> Try it
Say how many lines in the entries below have the word "EncodeError" in them, giving only the number.
___ Provided material ___
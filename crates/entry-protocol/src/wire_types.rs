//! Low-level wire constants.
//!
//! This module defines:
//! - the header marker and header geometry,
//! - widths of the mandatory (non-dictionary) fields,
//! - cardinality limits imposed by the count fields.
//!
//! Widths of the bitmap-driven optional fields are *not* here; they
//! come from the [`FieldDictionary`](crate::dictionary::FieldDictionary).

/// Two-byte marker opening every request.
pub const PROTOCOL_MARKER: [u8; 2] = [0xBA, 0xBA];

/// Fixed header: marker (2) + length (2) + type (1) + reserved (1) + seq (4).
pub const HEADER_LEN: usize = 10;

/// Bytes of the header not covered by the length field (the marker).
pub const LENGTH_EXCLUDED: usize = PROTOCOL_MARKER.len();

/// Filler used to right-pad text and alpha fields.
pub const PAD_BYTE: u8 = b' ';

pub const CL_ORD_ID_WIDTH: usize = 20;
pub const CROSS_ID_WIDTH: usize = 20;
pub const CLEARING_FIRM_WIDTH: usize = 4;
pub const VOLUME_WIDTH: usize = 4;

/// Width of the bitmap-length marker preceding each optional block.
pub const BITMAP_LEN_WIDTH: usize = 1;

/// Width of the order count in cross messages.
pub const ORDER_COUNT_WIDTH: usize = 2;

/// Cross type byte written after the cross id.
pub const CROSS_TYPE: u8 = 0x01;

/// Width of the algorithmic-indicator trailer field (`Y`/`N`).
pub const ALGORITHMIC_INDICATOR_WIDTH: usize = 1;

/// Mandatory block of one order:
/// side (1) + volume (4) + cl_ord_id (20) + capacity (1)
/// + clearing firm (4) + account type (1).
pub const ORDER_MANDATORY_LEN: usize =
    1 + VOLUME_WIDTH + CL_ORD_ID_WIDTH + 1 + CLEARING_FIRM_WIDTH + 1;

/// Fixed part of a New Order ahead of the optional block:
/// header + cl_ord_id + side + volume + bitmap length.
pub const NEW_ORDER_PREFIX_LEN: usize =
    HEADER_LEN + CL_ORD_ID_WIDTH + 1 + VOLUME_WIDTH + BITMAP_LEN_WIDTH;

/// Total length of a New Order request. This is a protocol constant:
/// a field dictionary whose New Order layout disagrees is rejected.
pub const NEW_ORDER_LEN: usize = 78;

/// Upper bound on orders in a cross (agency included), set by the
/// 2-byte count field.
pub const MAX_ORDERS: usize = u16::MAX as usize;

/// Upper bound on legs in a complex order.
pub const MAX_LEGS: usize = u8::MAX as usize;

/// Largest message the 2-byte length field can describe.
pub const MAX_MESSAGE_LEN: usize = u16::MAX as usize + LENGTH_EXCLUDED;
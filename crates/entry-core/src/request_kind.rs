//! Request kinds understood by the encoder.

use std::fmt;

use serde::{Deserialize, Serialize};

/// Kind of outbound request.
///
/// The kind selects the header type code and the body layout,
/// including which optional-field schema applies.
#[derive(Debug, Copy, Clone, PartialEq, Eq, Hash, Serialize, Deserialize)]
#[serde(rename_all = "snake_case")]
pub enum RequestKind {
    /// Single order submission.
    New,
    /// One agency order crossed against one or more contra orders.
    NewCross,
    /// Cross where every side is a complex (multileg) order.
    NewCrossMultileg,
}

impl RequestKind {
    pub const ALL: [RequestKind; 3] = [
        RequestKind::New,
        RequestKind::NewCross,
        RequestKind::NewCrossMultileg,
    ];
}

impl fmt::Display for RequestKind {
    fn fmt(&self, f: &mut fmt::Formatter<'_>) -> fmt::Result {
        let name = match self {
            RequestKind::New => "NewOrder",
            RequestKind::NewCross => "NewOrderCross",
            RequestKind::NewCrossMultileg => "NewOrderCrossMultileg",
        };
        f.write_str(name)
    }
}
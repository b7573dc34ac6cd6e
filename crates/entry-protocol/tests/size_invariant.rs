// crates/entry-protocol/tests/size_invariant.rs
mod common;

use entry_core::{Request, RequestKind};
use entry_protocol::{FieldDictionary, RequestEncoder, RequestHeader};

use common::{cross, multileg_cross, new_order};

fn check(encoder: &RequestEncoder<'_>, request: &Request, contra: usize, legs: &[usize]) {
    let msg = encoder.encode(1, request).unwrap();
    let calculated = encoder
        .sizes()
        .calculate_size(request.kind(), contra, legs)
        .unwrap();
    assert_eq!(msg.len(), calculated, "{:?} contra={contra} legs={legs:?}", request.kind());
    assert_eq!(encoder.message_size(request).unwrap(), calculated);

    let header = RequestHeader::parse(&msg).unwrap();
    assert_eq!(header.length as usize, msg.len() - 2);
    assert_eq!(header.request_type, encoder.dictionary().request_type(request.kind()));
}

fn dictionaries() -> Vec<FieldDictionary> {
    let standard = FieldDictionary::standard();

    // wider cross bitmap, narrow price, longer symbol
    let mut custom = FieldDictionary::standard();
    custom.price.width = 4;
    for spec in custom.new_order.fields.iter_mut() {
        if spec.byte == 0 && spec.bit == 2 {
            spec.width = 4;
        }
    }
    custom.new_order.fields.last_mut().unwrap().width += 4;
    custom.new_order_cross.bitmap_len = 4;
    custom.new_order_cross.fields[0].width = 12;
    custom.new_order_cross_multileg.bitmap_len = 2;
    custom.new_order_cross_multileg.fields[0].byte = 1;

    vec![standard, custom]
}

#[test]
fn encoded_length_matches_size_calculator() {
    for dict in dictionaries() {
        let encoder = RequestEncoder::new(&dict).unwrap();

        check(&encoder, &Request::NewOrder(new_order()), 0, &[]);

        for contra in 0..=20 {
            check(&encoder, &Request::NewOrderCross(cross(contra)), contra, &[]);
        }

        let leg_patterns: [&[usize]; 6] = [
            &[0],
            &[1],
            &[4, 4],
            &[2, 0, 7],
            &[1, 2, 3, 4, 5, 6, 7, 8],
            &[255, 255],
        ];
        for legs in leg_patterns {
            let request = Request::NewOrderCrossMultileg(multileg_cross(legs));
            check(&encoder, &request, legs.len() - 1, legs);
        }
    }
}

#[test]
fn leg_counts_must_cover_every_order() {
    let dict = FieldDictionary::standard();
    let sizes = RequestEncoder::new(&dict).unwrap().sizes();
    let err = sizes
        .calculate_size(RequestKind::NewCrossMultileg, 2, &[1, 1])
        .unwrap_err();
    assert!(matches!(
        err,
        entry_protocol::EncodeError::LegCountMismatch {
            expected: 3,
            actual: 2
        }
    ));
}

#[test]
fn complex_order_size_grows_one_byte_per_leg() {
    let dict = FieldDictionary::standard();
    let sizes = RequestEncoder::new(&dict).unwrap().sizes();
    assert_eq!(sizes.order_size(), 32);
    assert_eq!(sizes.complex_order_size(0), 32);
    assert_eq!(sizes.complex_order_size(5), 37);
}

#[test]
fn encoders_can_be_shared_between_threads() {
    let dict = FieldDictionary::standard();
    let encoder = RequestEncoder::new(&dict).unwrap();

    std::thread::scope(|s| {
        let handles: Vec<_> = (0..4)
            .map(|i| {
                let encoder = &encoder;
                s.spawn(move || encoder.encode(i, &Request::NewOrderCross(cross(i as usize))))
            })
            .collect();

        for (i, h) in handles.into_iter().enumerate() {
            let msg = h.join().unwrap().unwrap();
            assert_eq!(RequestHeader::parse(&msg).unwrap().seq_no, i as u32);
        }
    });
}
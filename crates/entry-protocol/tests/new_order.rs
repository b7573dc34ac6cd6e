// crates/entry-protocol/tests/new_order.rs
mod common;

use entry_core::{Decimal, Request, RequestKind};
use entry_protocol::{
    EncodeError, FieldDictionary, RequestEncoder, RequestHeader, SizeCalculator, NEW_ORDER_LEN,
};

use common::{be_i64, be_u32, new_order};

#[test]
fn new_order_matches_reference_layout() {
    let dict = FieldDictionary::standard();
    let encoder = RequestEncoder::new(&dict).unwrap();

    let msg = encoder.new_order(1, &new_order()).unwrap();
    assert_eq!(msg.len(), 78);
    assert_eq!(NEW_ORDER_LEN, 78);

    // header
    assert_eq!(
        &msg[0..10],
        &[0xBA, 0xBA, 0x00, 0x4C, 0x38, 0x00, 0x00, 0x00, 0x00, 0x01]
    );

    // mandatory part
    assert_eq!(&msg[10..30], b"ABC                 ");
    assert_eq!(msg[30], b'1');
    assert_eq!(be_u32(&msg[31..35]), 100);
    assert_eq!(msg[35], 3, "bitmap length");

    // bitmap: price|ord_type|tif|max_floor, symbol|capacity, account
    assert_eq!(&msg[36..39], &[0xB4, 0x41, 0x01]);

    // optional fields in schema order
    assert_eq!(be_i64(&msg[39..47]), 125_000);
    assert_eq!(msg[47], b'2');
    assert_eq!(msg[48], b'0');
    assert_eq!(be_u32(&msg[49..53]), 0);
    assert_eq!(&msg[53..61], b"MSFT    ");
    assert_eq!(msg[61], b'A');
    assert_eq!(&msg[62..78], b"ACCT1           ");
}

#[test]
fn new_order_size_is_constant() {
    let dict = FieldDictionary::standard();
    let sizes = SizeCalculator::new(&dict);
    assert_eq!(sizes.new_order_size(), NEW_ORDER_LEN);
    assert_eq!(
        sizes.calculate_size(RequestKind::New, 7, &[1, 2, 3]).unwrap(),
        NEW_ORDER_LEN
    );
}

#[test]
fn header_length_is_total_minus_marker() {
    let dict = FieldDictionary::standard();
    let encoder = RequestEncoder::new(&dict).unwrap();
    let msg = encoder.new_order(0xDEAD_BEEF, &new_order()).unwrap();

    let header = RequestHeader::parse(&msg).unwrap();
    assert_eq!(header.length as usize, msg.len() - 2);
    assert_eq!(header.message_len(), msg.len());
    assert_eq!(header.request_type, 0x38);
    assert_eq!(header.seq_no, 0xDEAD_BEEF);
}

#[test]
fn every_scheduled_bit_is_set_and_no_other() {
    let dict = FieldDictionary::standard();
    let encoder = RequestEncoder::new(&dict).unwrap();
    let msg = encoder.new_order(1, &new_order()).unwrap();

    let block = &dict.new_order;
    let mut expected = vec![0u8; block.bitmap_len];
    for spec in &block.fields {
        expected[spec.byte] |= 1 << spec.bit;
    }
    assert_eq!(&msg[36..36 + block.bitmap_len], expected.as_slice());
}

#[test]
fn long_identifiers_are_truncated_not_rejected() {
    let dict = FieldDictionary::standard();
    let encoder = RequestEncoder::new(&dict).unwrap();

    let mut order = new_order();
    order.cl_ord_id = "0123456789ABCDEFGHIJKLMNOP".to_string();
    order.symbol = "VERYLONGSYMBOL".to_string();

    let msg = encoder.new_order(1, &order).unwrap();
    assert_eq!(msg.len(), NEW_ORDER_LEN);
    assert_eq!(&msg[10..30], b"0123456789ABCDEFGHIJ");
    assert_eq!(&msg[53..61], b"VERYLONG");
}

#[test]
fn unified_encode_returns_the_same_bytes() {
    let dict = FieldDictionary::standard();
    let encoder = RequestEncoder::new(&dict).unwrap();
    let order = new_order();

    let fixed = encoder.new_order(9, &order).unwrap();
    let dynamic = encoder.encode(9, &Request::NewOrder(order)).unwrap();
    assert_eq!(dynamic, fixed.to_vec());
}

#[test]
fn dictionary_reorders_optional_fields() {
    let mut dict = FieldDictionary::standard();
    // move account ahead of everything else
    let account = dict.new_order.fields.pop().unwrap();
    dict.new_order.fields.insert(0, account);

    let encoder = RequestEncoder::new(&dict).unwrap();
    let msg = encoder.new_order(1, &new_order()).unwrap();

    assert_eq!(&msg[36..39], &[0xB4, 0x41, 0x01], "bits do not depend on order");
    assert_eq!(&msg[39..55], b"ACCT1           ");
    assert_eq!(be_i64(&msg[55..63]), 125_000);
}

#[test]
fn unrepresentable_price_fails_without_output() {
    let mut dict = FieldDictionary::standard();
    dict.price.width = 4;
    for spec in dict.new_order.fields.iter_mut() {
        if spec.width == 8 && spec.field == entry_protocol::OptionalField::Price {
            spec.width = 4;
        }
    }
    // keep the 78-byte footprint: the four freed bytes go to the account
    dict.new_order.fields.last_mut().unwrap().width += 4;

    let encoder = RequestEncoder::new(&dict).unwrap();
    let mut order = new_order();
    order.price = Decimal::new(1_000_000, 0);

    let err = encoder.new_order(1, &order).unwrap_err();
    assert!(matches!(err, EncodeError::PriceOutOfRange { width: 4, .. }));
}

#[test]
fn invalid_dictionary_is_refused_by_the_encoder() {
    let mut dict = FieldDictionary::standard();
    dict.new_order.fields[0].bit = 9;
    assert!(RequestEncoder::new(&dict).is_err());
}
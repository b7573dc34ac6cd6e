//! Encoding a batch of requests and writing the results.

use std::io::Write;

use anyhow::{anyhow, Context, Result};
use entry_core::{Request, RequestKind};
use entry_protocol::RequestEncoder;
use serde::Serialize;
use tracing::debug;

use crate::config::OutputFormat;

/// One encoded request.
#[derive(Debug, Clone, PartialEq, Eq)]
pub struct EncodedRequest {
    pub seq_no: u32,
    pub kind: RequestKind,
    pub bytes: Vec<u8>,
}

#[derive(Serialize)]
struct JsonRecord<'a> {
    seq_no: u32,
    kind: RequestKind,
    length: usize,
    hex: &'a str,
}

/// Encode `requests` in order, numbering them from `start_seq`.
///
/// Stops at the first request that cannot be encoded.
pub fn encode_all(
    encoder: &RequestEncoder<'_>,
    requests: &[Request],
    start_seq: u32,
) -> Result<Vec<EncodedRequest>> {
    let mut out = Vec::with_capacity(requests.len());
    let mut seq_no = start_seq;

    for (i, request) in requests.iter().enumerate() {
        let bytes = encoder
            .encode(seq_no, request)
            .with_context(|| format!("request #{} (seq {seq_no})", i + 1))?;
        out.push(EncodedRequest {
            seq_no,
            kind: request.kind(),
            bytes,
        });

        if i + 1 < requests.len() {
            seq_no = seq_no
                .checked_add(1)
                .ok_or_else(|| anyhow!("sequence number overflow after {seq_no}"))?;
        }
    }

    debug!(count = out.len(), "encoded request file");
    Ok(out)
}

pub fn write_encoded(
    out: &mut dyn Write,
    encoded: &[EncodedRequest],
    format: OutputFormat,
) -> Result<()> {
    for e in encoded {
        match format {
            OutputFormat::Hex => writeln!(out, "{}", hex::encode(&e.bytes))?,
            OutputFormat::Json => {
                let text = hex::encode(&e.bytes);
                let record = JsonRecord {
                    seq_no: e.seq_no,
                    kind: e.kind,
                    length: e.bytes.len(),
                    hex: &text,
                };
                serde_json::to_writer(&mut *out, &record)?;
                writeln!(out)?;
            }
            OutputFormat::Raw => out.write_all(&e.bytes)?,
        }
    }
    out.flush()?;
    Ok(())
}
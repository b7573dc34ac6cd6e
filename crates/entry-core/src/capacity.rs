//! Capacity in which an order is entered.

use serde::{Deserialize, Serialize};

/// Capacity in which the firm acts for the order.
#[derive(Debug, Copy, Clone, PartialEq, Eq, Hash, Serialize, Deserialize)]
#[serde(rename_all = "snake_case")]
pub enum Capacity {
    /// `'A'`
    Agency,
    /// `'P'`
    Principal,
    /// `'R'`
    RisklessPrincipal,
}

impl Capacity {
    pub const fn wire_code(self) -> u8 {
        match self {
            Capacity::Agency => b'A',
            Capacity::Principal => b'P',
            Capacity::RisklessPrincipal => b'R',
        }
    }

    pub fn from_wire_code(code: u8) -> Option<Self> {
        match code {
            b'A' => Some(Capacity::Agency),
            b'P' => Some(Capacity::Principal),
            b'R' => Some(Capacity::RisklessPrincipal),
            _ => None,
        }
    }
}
___
> Output of the exercise
3